On top of the list of my favourite courses comes “Learning in school and other settings”. If there was one course I took the degree for, it would be this one. As I come from a technical dry background, I needed to learn as much as I can about educational theories. This course introduced some of the most important sociology and psychology theories that are fundamental in the field of learning. The approach of how this course presented the theories was incredibly relevant to my life to the point that I was able to apply my learning in my personal life, let alone my career. Although the course is on the theory side of the spectrum, I can still explain the learning theories I learnt by heart and help my audience to relate in their own context. Those theories helped me build the foundation I need to have sound arguments whenever I am involved in planning educational committees. Meanwhile, those theories will also help me as a lifelong learner and a caregiver. 

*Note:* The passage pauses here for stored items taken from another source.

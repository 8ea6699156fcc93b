//! Rendering a parse result for shell scripts or as JSON, and persisting it
//! to a temporary file the caller can source or read.

use crate::result::{ParseResult, Slot};
use anyhow::Result;
use indexmap::IndexMap;
use serde::Serialize;
use std::io::Write;
use std::path::PathBuf;
use tempfile::NamedTempFile;

/// Heredoc delimiter for help output.
const HELP_DELIMITER: &str = "CLOPTS_HELP";

/// Quote a string as a single shell word.
///
/// Single quotes keep every character literal, including newlines, `$` and
/// `!`; an embedded `'` closes the quote, emits an escaped quote and reopens.
fn quote_shell_value(value: &str) -> String {
    format!("'{}'", value.replace('\'', "'\\''"))
}

/// Convert an option name to a valid shell variable name.
///
/// Leading dashes are dropped, the rest is upper-cased and anything that
/// is not alphanumeric becomes an underscore.
fn to_shell_var_name(name: &str) -> String {
    name.trim_start_matches('-')
        .chars()
        .map(|c| {
            if c.is_ascii_alphanumeric() {
                c.to_ascii_uppercase()
            } else {
                '_'
            }
        })
        .collect()
}

fn shell_array<I, T>(values: I) -> String
where
    I: IntoIterator<Item = T>,
    T: ToString,
{
    let items: Vec<String> = values
        .into_iter()
        .map(|value| quote_shell_value(&value.to_string()))
        .collect();
    format!("({})", items.join(" "))
}

/// Render shell assignments for every flag and value option.
///
/// Flags become `true`/`false` and multiple options become bash arrays.
/// Arrays cannot be exported, so they are plain assignments. Absent single
/// values are `unset`, so nothing leaks in from the caller's environment.
/// If the schema has a stop sentinel, the tokens after it are written as
/// `<prefix>UNPROCESSED`.
pub fn render_shell(result: &ParseResult<'_>, prefix: &str) -> String {
    let mut output = String::new();

    for spec in result.schema().iter() {
        if !(spec.is_flag() || spec.holds_value()) {
            continue;
        }
        let var_name = format!("{}{}", prefix, to_shell_var_name(spec.name()));
        match result.get(spec.name()) {
            Ok(Slot::Flag(found)) => {
                output.push_str(&format!("export {}='{}'\n", var_name, found));
            }
            Ok(Slot::Value(Some(value))) => {
                output.push_str(&format!(
                    "export {}={}\n",
                    var_name,
                    quote_shell_value(&value.to_string())
                ));
            }
            Ok(Slot::Value(None)) => {
                output.push_str(&format!("unset {}\n", var_name));
            }
            Ok(Slot::Values(values)) => {
                output.push_str(&format!("{}={}\n", var_name, shell_array(values)));
            }
            Err(_) => {}
        }
    }

    if result.schema().has_stop_parsing() {
        output.push_str(&format!(
            "{}UNPROCESSED={}\n",
            prefix,
            shell_array(result.unprocessed())
        ));
    }

    output
}

#[derive(Serialize)]
struct JsonDocument<'r> {
    program: &'r str,
    options: IndexMap<&'r str, Slot<'r>>,
    unprocessed: &'r [String],
}

/// Render the result as a JSON object.
///
/// `options` maps every flag and value option, in declaration order, to its
/// state: a boolean, a value or `null`, or an array. File values carry their
/// path and contents, and referencing options carry their snapshots.
pub fn render_json(result: &ParseResult<'_>) -> Result<String> {
    let mut options = IndexMap::new();
    for spec in result.schema().iter() {
        if spec.is_flag() || spec.holds_value() {
            options.insert(spec.name(), result.get(spec.name())?);
        }
    }

    let document = JsonDocument {
        program: result.program(),
        options,
        unprocessed: result.unprocessed(),
    };
    Ok(serde_json::to_string_pretty(&document)?)
}

/// Shell code that prints `message` to stderr and exits 1 when sourced.
pub fn render_error(program: &str, message: &str) -> String {
    format!(
        "printf '%s\\n' {} >&2\nexit 1\n",
        quote_shell_value(&format!("{}: {}", program, message))
    )
}

/// Shell code that prints the help text and exits 0 when sourced.
pub fn render_help_output(help_text: &str) -> String {
    format!(
        "cat <<'{delimiter}'\n{text}{delimiter}\nexit 0\n",
        delimiter = HELP_DELIMITER,
        text = help_text
    )
}

/// Write content to a temporary file and return its path.
///
/// The file persists after the process exits.
pub fn write_temp(content: &str) -> Result<PathBuf> {
    let mut file = NamedTempFile::new()?;
    file.write_all(content.as_bytes())?;
    let path = file.into_temp_path().keep()?;
    Ok(path)
}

The second course that has shaped a lot of my learning about education was “Adapting Innovative Technologies to Education”. To be honest, as I started my masters in educational technology, I was not looking for exciting technology applications. Therefore, the name and description of the course did not excite me. Nevertheless, it ended up being one of the most impactful courses I studied. The course inspired me to think outside the box of the common practices in my career and how we can go about integrating technology in workshops (I was working in outreach back then). I also learnt that I should always stay humble to “less-techi” people and learn from them because others will always have a different line of thinking and have interesting ideas that differ from mine. The course helped me appreciate how the design of our integration of technology is way more important than the technology itself. Unlike how I believed that technology can only be useful as an educational tool if designed for a specific teaching goal, this course debunked this myth and showed me how pretty much any technology can be used for learning if integrated in a suitable context. 

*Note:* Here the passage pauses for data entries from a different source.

//! JSON schema descriptions, for building a [`Schema`] without Rust code.

use crate::schema::{HelpHandler, OptionSpec, Schema, SchemaError};
use crate::value::{Choices, ValueType};
use serde::Deserialize;
use thiserror::Error;

/// Prefix for output variable names when the description sets none.
pub const DEFAULT_PREFIX: &str = "CLOPTS_";

/// Errors that can occur while loading a schema description.
#[derive(Debug, Error)]
pub enum ConfigError {
    #[error("failed to parse JSON schema: {0}")]
    Json(#[from] serde_json::Error),

    #[error("invalid schema: {0}")]
    Schema(#[from] SchemaError),

    #[error("'choices' on option '{0}' do not match its type '{1}'")]
    ChoicesTypeMismatch(String, &'static str),
}

/// How an option is matched.
#[derive(Debug, Clone, Copy, PartialEq, Eq, Deserialize, Default)]
#[serde(rename_all = "lowercase")]
pub enum OptionKindConfig {
    /// A boolean flag (e.g., --verbose)
    Flag,
    /// An option that takes a value (e.g., --output file.txt)
    #[default]
    Value,
    /// A value option whose value may be glued to the name (e.g., -Ipath)
    Short,
    /// A positional argument
    Positional,
    /// A stop-parsing sentinel (e.g., --)
    Stop,
}

/// Type of the values an option accepts.
#[derive(Debug, Clone, Copy, PartialEq, Eq, Deserialize)]
#[serde(rename_all = "lowercase")]
pub enum TypeConfig {
    String,
    Integer,
    Float,
    File,
}

impl TypeConfig {
    fn as_str(self) -> &'static str {
        match self {
            TypeConfig::String => "string",
            TypeConfig::Integer => "integer",
            TypeConfig::Float => "float",
            TypeConfig::File => "file",
        }
    }
}

/// Allowed values; integers if every entry is a JSON number.
#[derive(Debug, Clone, PartialEq, Eq, Deserialize)]
#[serde(untagged)]
pub enum ChoicesConfig {
    Integers(Vec<i64>),
    Strings(Vec<String>),
}

/// Configuration for a single option.
#[derive(Debug, Clone, Deserialize)]
pub struct OptionConfig {
    /// The name as written on the command line, e.g. `--output` or `-I`
    pub name: String,
    #[serde(default)]
    pub kind: OptionKindConfig,
    /// Value type; inferred from `choices` if omitted, else `string`
    #[serde(rename = "type")]
    pub value_type: Option<TypeConfig>,
    pub choices: Option<ChoicesConfig>,
    /// Defaults to true for positionals and false otherwise
    pub required: Option<bool>,
    #[serde(default)]
    pub overridable: bool,
    #[serde(default)]
    pub multiple: bool,
    /// Options whose state is captured alongside every value of this one
    #[serde(default)]
    pub references: Vec<String>,
    /// Help text for this option
    pub help: Option<String>,
}

impl OptionConfig {
    fn resolved_type(&self) -> Result<ValueType, ConfigError> {
        let mismatch =
            |ty: TypeConfig| ConfigError::ChoicesTypeMismatch(self.name.clone(), ty.as_str());

        Ok(match (&self.choices, self.value_type) {
            (None, None) | (None, Some(TypeConfig::String)) => ValueType::String,
            (None, Some(TypeConfig::Integer)) => ValueType::Integer,
            (None, Some(TypeConfig::Float)) => ValueType::Float,
            (None, Some(TypeConfig::File)) => ValueType::File,
            (Some(ChoicesConfig::Strings(values)), None | Some(TypeConfig::String)) => {
                ValueType::OneOf(Choices::Strings(values.clone()))
            }
            (Some(ChoicesConfig::Integers(values)), None | Some(TypeConfig::Integer)) => {
                ValueType::OneOf(Choices::Integers(values.clone()))
            }
            // An empty list deserializes as integers; let the schema report it.
            (Some(ChoicesConfig::Integers(values)), Some(TypeConfig::String))
                if values.is_empty() =>
            {
                ValueType::OneOf(Choices::Strings(Vec::new()))
            }
            (Some(_), Some(ty)) => return Err(mismatch(ty)),
        })
    }

    fn to_spec(&self) -> Result<OptionSpec, ConfigError> {
        let help = self.help.clone().unwrap_or_default();

        let mut spec = match self.kind {
            OptionKindConfig::Flag => OptionSpec::flag(&self.name, help),
            OptionKindConfig::Value => OptionSpec::value(&self.name, help, self.resolved_type()?),
            OptionKindConfig::Short => OptionSpec::short(&self.name, help, self.resolved_type()?),
            OptionKindConfig::Positional => {
                OptionSpec::positional(&self.name, help, self.resolved_type()?)
            }
            OptionKindConfig::Stop => OptionSpec::stop_parsing(&self.name),
        };

        match self.required {
            Some(true) => spec = spec.required(),
            Some(false) => spec = spec.optional(),
            None => {}
        }
        if self.overridable {
            spec = spec.overridable();
        }
        if self.multiple {
            spec = spec.multiple();
        }
        if !self.references.is_empty() {
            spec = spec.references(self.references.iter().cloned());
        }
        Ok(spec)
    }
}

/// Top-level schema description.
#[derive(Debug, Clone, Deserialize)]
pub struct SchemaConfig {
    /// Program name, used as element 0 of the parsed arguments
    pub name: Option<String>,
    /// Description printed above the generated help
    pub description: Option<String>,
    /// Output variable prefix (default: "CLOPTS_")
    pub prefix: Option<String>,
    #[serde(default)]
    pub options: Vec<OptionConfig>,
    /// Add the built-in `--help` option
    #[serde(default)]
    pub help: bool,
}

impl SchemaConfig {
    /// Parse a JSON string into a SchemaConfig.
    pub fn from_json(json: &str) -> Result<SchemaConfig, ConfigError> {
        let config: SchemaConfig = serde_json::from_str(json)?;
        Ok(config)
    }

    /// The program name, falling back to `fallback`.
    pub fn program<'a>(&'a self, fallback: &'a str) -> &'a str {
        self.name.as_deref().unwrap_or(fallback)
    }

    /// Get the effective prefix, using the default if none is set.
    pub fn effective_prefix(&self) -> &str {
        self.prefix.as_deref().unwrap_or(DEFAULT_PREFIX)
    }

    /// Build a validated schema; the help option, if enabled, prints and exits.
    pub fn to_schema(&self) -> Result<Schema, ConfigError> {
        self.build(OptionSpec::help)
    }

    /// Build a validated schema whose help option calls `handler`.
    pub fn to_schema_with_help(&self, handler: HelpHandler) -> Result<Schema, ConfigError> {
        self.build(move || OptionSpec::help_with(handler))
    }

    fn build(&self, help: impl FnOnce() -> OptionSpec) -> Result<Schema, ConfigError> {
        let specs = self
            .options
            .iter()
            .map(OptionConfig::to_spec)
            .collect::<Result<Vec<_>, _>>()?;

        let mut builder = Schema::builder().options(specs);
        if self.help {
            builder = builder.option(help());
        }
        Ok(builder.build()?)
    }
}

Another course that was just so informative as well as interesting was “Foundations of Serious Games”. I am a big fan of games. Not only do I love playing and making them, I also find it one of the best ways to teach. I wanted to learn about the science that goes behind designing educational games, which is one type of serious games. This course enlightened me with the different applications of serious games and the process of making them. I got the opportunity to design a game for my own field of teaching computer science. The experience was so amazing that I still remember how my final game drastically changed throughout the iteration process. I took the course earlier in my time as a master’s student, and I thought that this would be the starting point of my career down the road. That was not the case. Life took me to an absolutely different path,  yet, I am so proud of this experience and I think that good educators do value the role of play in teaching and learning. 

Reaching a closure with my master’s, I am glad to have had the experience of a program that was both challenging and yet understanding of how each of us as students had different contexts and faced different battles at our day jobs. The fact that this program is part-time was perfectly suited in my view while working in daytime  full-time. The courses are designed in a way that allows a room for flexibility to integrate the learning to the learner’s context. I changed my job three times during this degree, and I found it beneficial from different angles throughout my career shifts, namely as a researcher, teacher, and a program administrator. 

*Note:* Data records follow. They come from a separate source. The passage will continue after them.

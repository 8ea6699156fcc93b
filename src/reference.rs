//! Snapshots of referenced options, captured each time a referencing option
//! is matched.

use crate::schema::{OptionSpec, Schema};
use crate::store::{Cell, Store};
use crate::value::Value;
use indexmap::IndexMap;
use serde::Serialize;

/// The state of a referenced option at the moment of capture.
#[derive(Debug, Clone, PartialEq, Serialize)]
#[serde(untagged)]
pub enum Snapshot {
    /// A flag: whether it had been seen.
    Found(bool),
    /// A multiple option: an independent copy of its values so far.
    Values(Vec<Value>),
    /// Any other option: its value, or `None` if not yet matched.
    Value(Option<Value>),
}

impl Snapshot {
    pub fn found(&self) -> Option<bool> {
        match self {
            Snapshot::Found(found) => Some(*found),
            _ => None,
        }
    }

    pub fn values(&self) -> Option<&[Value]> {
        match self {
            Snapshot::Values(values) => Some(values),
            _ => None,
        }
    }

    pub fn value(&self) -> Option<&Value> {
        match self {
            Snapshot::Value(value) => value.as_ref(),
            _ => None,
        }
    }
}

/// An option's own value followed by one snapshot per referenced option,
/// in the order the references were declared.
#[derive(Debug, Clone, PartialEq, Serialize)]
pub struct RefTuple {
    value: Box<Value>,
    snapshots: IndexMap<String, Snapshot>,
}

impl RefTuple {
    pub fn value(&self) -> &Value {
        &self.value
    }

    pub fn snapshot(&self, name: &str) -> Option<&Snapshot> {
        self.snapshots.get(name)
    }

    /// Snapshots in declaration order of the references.
    pub fn snapshots(&self) -> impl Iterator<Item = (&str, &Snapshot)> {
        self.snapshots.iter().map(|(name, snap)| (name.as_str(), snap))
    }
}

/// Bundle `value` with the current state of everything `spec` references.
/// Options without references get their value back unchanged.
pub(crate) fn capture(schema: &Schema, store: &Store, spec: &OptionSpec, value: Value) -> Value {
    if spec.reference_names().is_empty() {
        return value;
    }

    let snapshots = spec
        .reference_names()
        .iter()
        .filter_map(|name| {
            let index = schema.index_of(name)?;
            Some((name.clone(), snapshot_of(store, index)))
        })
        .collect();

    Value::Tuple(RefTuple {
        value: Box::new(value),
        snapshots,
    })
}

fn snapshot_of(store: &Store, index: usize) -> Snapshot {
    match store.cell(index) {
        Cell::Unit => Snapshot::Found(store.is_found(index)),
        Cell::Multiple(values) => Snapshot::Values(values.clone()),
        Cell::Single(value) => Snapshot::Value(value.clone()),
    }
}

As I am coming to an end with my master’s degree in educational technology, I am still thinking about my supervisor’s questions. I think to myself that although he has way more experience than me, he might not have an answer either. Maybe there is no answer to how we could improve education. In fact, it seems that there are many answers that constantly change with time. Nevertheless, I now have better developed my analytical skills and my knowledge in addressing problems in the field. Gaining problem solving skills is not a stand-alone goal that one can reach and claim mastery. In fact, it is an everlasting challenge for those who genuinely want to make a real difference in the world. 

When I define learning, I like to break it down into stages: learning new ideas, building on top of existing knowledge, forming and internalizing concepts, and building habits. The world of learning and education is so huge, yet, we try to understand how it happens at the micro level: the cognition. 

When a baby is born, he starts to interact with the world around him and create new experiences. He then begins to develop skills to understand his surroundings, and keep developing these learning skills as he grows older. In psychological theory, Jean Paiget, the well known psychologist, explains four levels of human cognition development and the progression from one level to the other as a series of intellectual growth (Piaget, 1964).  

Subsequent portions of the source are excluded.